Arte de Retorno a la Ruina, tercer estilo: ¡Ruptura Espacial!

Una fuerza invisible rugió, barriendo hacia adelante como una marea creciente.

¡BOOM! ¡CRACK!

Con dos estruendos ensordecedores, el pico gigante y el disco ardiente se hicieron añicos instantáneamente.

¡¡SPLAT!!

Xui Yang y Wu Yan escupieron una bocanada de sangre en el acto.

—Jefe, puedes descansar ahora.

—A continuación, permite que el sabio y formidable Maestro Gordito termine esta aburrida confrontación.

Gordito salió pavoneándose de detrás de Qin Feiyang, volando hacia Xui Yang y Wu Yan con entusiasmo, rugiendo:

—¡Ustedes dos pequeños esbirros, tiemblen!

En el momento en que se abalanzó hacia adelante, les dio una bofetada a ambos en la cara.

Los dos quedaron atónitos, no por la fuerza de los golpes, sino por la pura y descarada desvergüenza de Gordito.

—¿Con sus cabezas duras, se atreven a desafiar al Maestro Gordito? —La cara de Gordito estaba llena de desdén. Apretó los puños y aprovechó la oportunidad para golpear a ambos hombres en el estómago.

¡¡AHH!!

Los dos gritaron de agonía y salieron volando, escupiendo sangre.
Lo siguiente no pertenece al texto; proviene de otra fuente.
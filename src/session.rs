//! Per-session discovery state.
//!
//! A session holds the latest curated tools and the chat transcript. Each
//! search takes a ticket from a monotonically increasing generation counter;
//! results are applied only if no newer search has started since, so a slow
//! earlier request can never overwrite a newer one.

use crate::discovery::{Conversation, ConversationTurn, CuratedTool, DiscoveryOutcome};
use chrono::{DateTime, Utc};
use serde::Serialize;
use std::collections::HashMap;
use std::sync::atomic::{AtomicU64, Ordering};
use std::sync::{Arc, Mutex};
use std::time::Duration;
use tokio::sync::RwLock;
use tokio::time::Instant;
use tracing::{debug, info};
use uuid::Uuid;

/// Generation number handed out when a search starts.
#[derive(Debug, Clone, Copy, PartialEq, Eq, PartialOrd, Ord, Serialize)]
pub struct SearchTicket(u64);

impl SearchTicket {
    pub fn generation(&self) -> u64 {
        self.0
    }
}

#[derive(Debug, Default)]
struct SessionState {
    query: Option<String>,
    keywords: Vec<String>,
    tools: Vec<CuratedTool>,
    transcript: Vec<ConversationTurn>,
    applied: u64,
}

/// Read-only view of a session.
#[derive(Debug, Clone, Serialize)]
pub struct SessionSnapshot {
    pub id: Uuid,
    pub created_at: DateTime<Utc>,
    pub query: Option<String>,
    pub generation: u64,
    pub keywords: Vec<String>,
    pub tools: Vec<CuratedTool>,
    pub transcript: Vec<ConversationTurn>,
}

/// One page of a filtered tool listing.
#[derive(Debug, Clone, Serialize)]
pub struct ToolPage {
    pub tools: Vec<CuratedTool>,
    pub total: usize,
    pub page: usize,
    pub per_page: usize,
}

/// Discovery state for one user session.
#[derive(Debug)]
pub struct DiscoverySession {
    id: Uuid,
    created_at: DateTime<Utc>,
    last_active: Mutex<Instant>,
    generation: AtomicU64,
    state: RwLock<SessionState>,
}
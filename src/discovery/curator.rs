//! Relevance curation: pick single-tool videos with a tool link.

use super::CuratedTool;
use crate::config::Prompts;
use crate::error::{Result, ScoutError};
use crate::llm::{FunctionSpec, LanguageModel};
use crate::video::{extract_video_id, VideoCandidate};
use serde::{Deserialize, Serialize};
use std::collections::{HashMap, HashSet};
use std::sync::Arc;
use tracing::{debug, info, instrument, warn};

/// Hard upper bound on curated tools per run.
pub const MAX_TOOLS: usize = 5;

const FUNCTION_NAME: &str = "select_tools";

/// Selects a bounded, deduplicated set of tool videos from candidates.
pub struct RelevanceCurator {
    model: Arc<dyn LanguageModel>,
    prompts: Prompts,
    max_tools: usize,
}

#[derive(Debug, Deserialize)]
struct Selection {
    #[serde(default)]
    tools: Vec<SelectedTool>,
}

#[derive(Debug, Deserialize)]
#[serde(rename_all = "camelCase")]
struct SelectedTool {
    #[serde(default)]
    title: String,
    #[serde(default)]
    video_link: String,
    #[serde(default)]
    summary: String,
    #[serde(default)]
    tool_link: String,
}

/// Candidate as shown to the model.
#[derive(Serialize)]
#[serde(rename_all = "camelCase")]
struct PromptCandidate<'a> {
    title: &'a str,
    description: &'a str,
    video_link: &'a str,
    channel: &'a str,
    views: &'a str,
}

impl RelevanceCurator {
    pub fn new(model: Arc<dyn LanguageModel>) -> Self {
        Self {
            model,
            prompts: Prompts::default(),
            max_tools: MAX_TOOLS,
        }
    }

    /// Set custom prompts (with user-defined variables).
    pub fn with_prompts(mut self, prompts: Prompts) -> Self {
        self.prompts = prompts;
        self
    }

    /// Set the tool cap (never above `MAX_TOOLS`).
    pub fn with_max_tools(mut self, max_tools: usize) -> Self {
        self.max_tools = max_tools.clamp(1, MAX_TOOLS);
        self
    }

    /// JSON schema the model must fill.
    pub fn function_spec(&self) -> FunctionSpec {
        FunctionSpec {
            name: FUNCTION_NAME.to_string(),
            description: "Return the selected single-tool videos.".to_string(),
            parameters: serde_json::json!({
                "type": "object",
                "properties": {
                    "tools": {
                        "type": "array",
                        "maxItems": self.max_tools,
                        "items": {
                            "type": "object",
                            "properties": {
                                "title": {
                                    "type": "string",
                                    "description": "Name of the tool followed by a short headline"
                                },
                                "videoLink": {
                                    "type": "string",
                                    "description": "The video URL exactly as given in the candidate list"
                                },
                                "summary": {
                                    "type": "string",
                                    "description": "One or two sentences on what the tool does"
                                },
                                "toolLink": {
                                    "type": "string",
                                    "description": "Official website of the tool"
                                }
                            },
                            "required": ["title", "videoLink", "summary", "toolLink"]
                        }
                    }
                },
                "required": ["tools"]
            }),
        }
    }

    /// Curate candidates. Failures are logged and yield no tools.
    #[instrument(skip(self, candidates), fields(candidates = candidates.len()))]
    pub async fn curate(&self, query: &str, candidates: &[VideoCandidate]) -> Vec<CuratedTool> {
        if candidates.is_empty() {
            return Vec::new();
        }

        match self.try_curate(query, candidates).await {
            Ok(tools) => {
                info!("Curated {} tools from {} candidates", tools.len(), candidates.len());
                tools
            }
            Err(e) => {
                warn!("Curation failed: {}", e);
                Vec::new()
            }
        }
    }

    async fn try_curate(&self, query: &str, candidates: &[VideoCandidate]) -> Result<Vec<CuratedTool>> {
        let listing: Vec<PromptCandidate> = candidates
            .iter()
            .map(|c| PromptCandidate {
                title: &c.title,
                description: &c.description,
                video_link: &c.url,
                channel: &c.channel,
                views: &c.views,
            })
            .collect();

        let mut vars = HashMap::new();
        vars.insert("query".to_string(), query.trim().to_string());
        vars.insert("max_tools".to_string(), self.max_tools.to_string());
        vars.insert("candidates".to_string(), serde_json::to_string_pretty(&listing)?);

        let system = self.prompts.render_with_custom(&self.prompts.curation.system, &vars);
        let user = self.prompts.render_with_custom(&self.prompts.curation.user, &vars);

        let arguments = self
            .model
            .call_function(&system, &user, &self.function_spec())
            .await?;

        let Some(arguments) = arguments else {
            debug!("Model returned no function call");
            return Ok(Vec::new());
        };

        let selection: Selection = serde_json::from_str(&arguments)
            .map_err(|e| ScoutError::Llm(format!("Malformed curation arguments: {}", e)))?;

        Ok(finalize(selection.tools, candidates, self.max_tools))
    }
}

/// Drop link-less entries, dedup by tool link, cap, and reconcile video links.
fn finalize(
    selected: Vec<SelectedTool>,
    candidates: &[VideoCandidate],
    max_tools: usize,
) -> Vec<CuratedTool> {
    let by_id: HashMap<&str, &VideoCandidate> =
        candidates.iter().map(|c| (c.video_id.as_str(), c)).collect();

    let mut seen_links = HashSet::new();
    let mut tools = Vec::new();

    for entry in selected {
        let tool_link = entry.tool_link.trim().to_string();
        if tool_link.is_empty() {
            debug!("Dropping '{}' without tool link", entry.title);
            continue;
        }
        if !seen_links.insert(normalize_link(&tool_link)) {
            debug!("Dropping duplicate tool link {}", tool_link);
            continue;
        }

        let matched = extract_video_id(&entry.video_link).and_then(|id| by_id.get(id.as_str()).copied());

        let tool = match matched {
            Some(candidate) => CuratedTool {
                title: entry.title.trim().to_string(),
                summary: entry.summary.trim().to_string(),
                tool_link,
                video_link: candidate.url.clone(),
                description: Some(candidate.description.clone()),
                url: Some(candidate.url.clone()),
            },
            None => CuratedTool {
                title: entry.title.trim().to_string(),
                summary: entry.summary.trim().to_string(),
                tool_link,
                video_link: entry.video_link.trim().to_string(),
                description: None,
                url: None,
            },
        };
        tools.push(tool);

        if tools.len() >= max_tools {
            break;
        }
    }

    tools
}

/// Normalize a tool link for identity comparison.
pub(crate) fn normalize_link(link: &str) -> String {
    let lowered = link.trim().to_lowercase();
    let parsed = url::Url::parse(&lowered)
        .or_else(|_| url::Url::parse(&format!("https://{}", lowered)));

    match parsed {
        Ok(url) => {
            let host = url.host_str().unwrap_or_default();
            let host = host.strip_prefix("www.").unwrap_or(host);
            format!("{}{}", host, url.path().trim_end_matches('/'))
        }
        Err(_) => lowered.trim_end_matches('/').to_string(),
    }
}
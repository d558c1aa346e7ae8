//! CLI output formatting utilities.

use crate::discovery::CuratedTool;
use console::style;
use indicatif::{ProgressBar, ProgressStyle};

/// Output helper for CLI formatting.
pub struct Output;

impl Output {
    /// Print an info message.
    pub fn info(msg: &str) {
        println!("{} {}", style(">>").cyan().bold(), msg);
    }

    /// Print a success message.
    pub fn success(msg: &str) {
        println!("{} {}", style(">>").green().bold(), msg);
    }

    /// Print a warning message.
    pub fn warning(msg: &str) {
        eprintln!("{} {}", style(">>").yellow().bold(), msg);
    }

    /// Print an error message.
    pub fn error(msg: &str) {
        eprintln!("{} {}", style(">>").red().bold(), msg);
    }

    /// Print a header.
    pub fn header(msg: &str) {
        println!("\n{}", style(msg).bold().underlined());
    }

    /// Print a key-value pair.
    pub fn kv(key: &str, value: &str) {
        println!("  {}: {}", style(key).dim(), value);
    }

    /// Print a list item.
    pub fn list_item(msg: &str) {
        println!("  {} {}", style("*").cyan(), msg);
    }

    /// Print a curated tool.
    pub fn tool(index: usize, tool: &CuratedTool) {
        println!(
            "\n{} {}",
            style(format!("{}.", index)).green().bold(),
            style(&tool.title).bold()
        );
        println!("   {}", content_preview(&tool.summary, 240));
        println!("   {} {}", style("Tool: ").dim(), style(&tool.tool_link).cyan());
        println!("   {} {}", style("Video:").dim(), style(&tool.video_link).dim());
    }

    /// Create a spinner.
    pub fn spinner(msg: &str) -> ProgressBar {
        let pb = ProgressBar::new_spinner();
        pb.set_style(
            ProgressStyle::default_spinner()
                .template("{spinner:.green} {msg}")
                .unwrap_or_else(|_| ProgressStyle::default_spinner()),
        );
        pb.set_message(msg.to_string());
        pb.enable_steady_tick(std::time::Duration::from_millis(100));
        pb
    }
}

/// Truncate content with ellipsis.
fn content_preview(content: &str, max_len: usize) -> String {
    let content = content.replace('\n', " ");
    if content.chars().count() <= max_len {
        content
    } else {
        format!("{}...", content.chars().take(max_len).collect::<String>())
    }
}

#[cfg(test)]
mod tests {
    use super::*;

    #[test]
    fn test_content_preview() {
        assert_eq!(content_preview("short\ntext", 20), "short text");
        assert_eq!(content_preview("abcdef", 3), "abc...");
        assert_eq!(content_preview("ærøåæ", 2), "ær...");
    }
}
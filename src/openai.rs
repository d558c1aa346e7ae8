//! OpenAI client configuration.

use crate::error::{Result, ScoutError};
use async_openai::{config::OpenAIConfig, Client};
use std::time::Duration;

/// Create an OpenAI client with a custom timeout.
///
/// The API key is read from `OPENAI_API_KEY` by `OpenAIConfig::default()`.
pub fn create_client_with_timeout(timeout: Duration) -> Result<Client<OpenAIConfig>> {
    let http_client = reqwest::Client::builder()
        .timeout(timeout)
        .build()
        .map_err(|e| ScoutError::Config(format!("Failed to create HTTP client: {}", e)))?;

    Ok(Client::with_config(OpenAIConfig::default()).with_http_client(http_client))
}
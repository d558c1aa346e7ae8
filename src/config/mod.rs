//! Configuration module for ToolScout.
//!
//! Handles loading and managing application settings and prompt templates.

mod prompts;
mod settings;

pub use prompts::{ChatPrompts, CurationPrompts, KeywordPrompts, Prompts, TranslationPrompts};
pub use settings::{
    DiscoverySettings, FilterSettings, GeneralSettings, LlmSettings, PromptSettings,
    ServerSettings, Settings, YoutubeSettings,
};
Gordito miró con desprecio a los dos, luego escaneó a la multitud de abajo.

—¿Alguien más no está convencido? —Su arrogancia engreída hizo que la gente rechinara los dientes de frustración.

Qué personaje, Qin Feiyang negó con la cabeza impotentemente.

En la multitud de abajo, la mejilla de Ren Wushuang se crispó repetidamente. Después de tantos años, la personalidad de este maldito Gordito no se había suavizado en lo más mínimo; en cambio, se había vuelto aún más desvergonzado e incorregible.

—¿No hay nadie más lo suficientemente valiente para dar un paso adelante?

—Ni siquiera pueden vencer al Maestro Gordito, ¿y se atreven a participar en la Guerra de los Nueve Estados? ¿No es eso una broma? —Gordito se burló con desdén.

—¡¿Ya has causado suficientes problemas?! —El Maestro del Salón del Palacio Marcial había llegado a su límite.

Originalmente había querido que Xui Yang y Wu Yan le dieran una lección a Qin Feiyang y Gordito, pero no esperaba que fueran tan inútiles, derrotados en un solo movimiento. Si no fuera por su estatus, habría estado tentado a intervenir personalmente.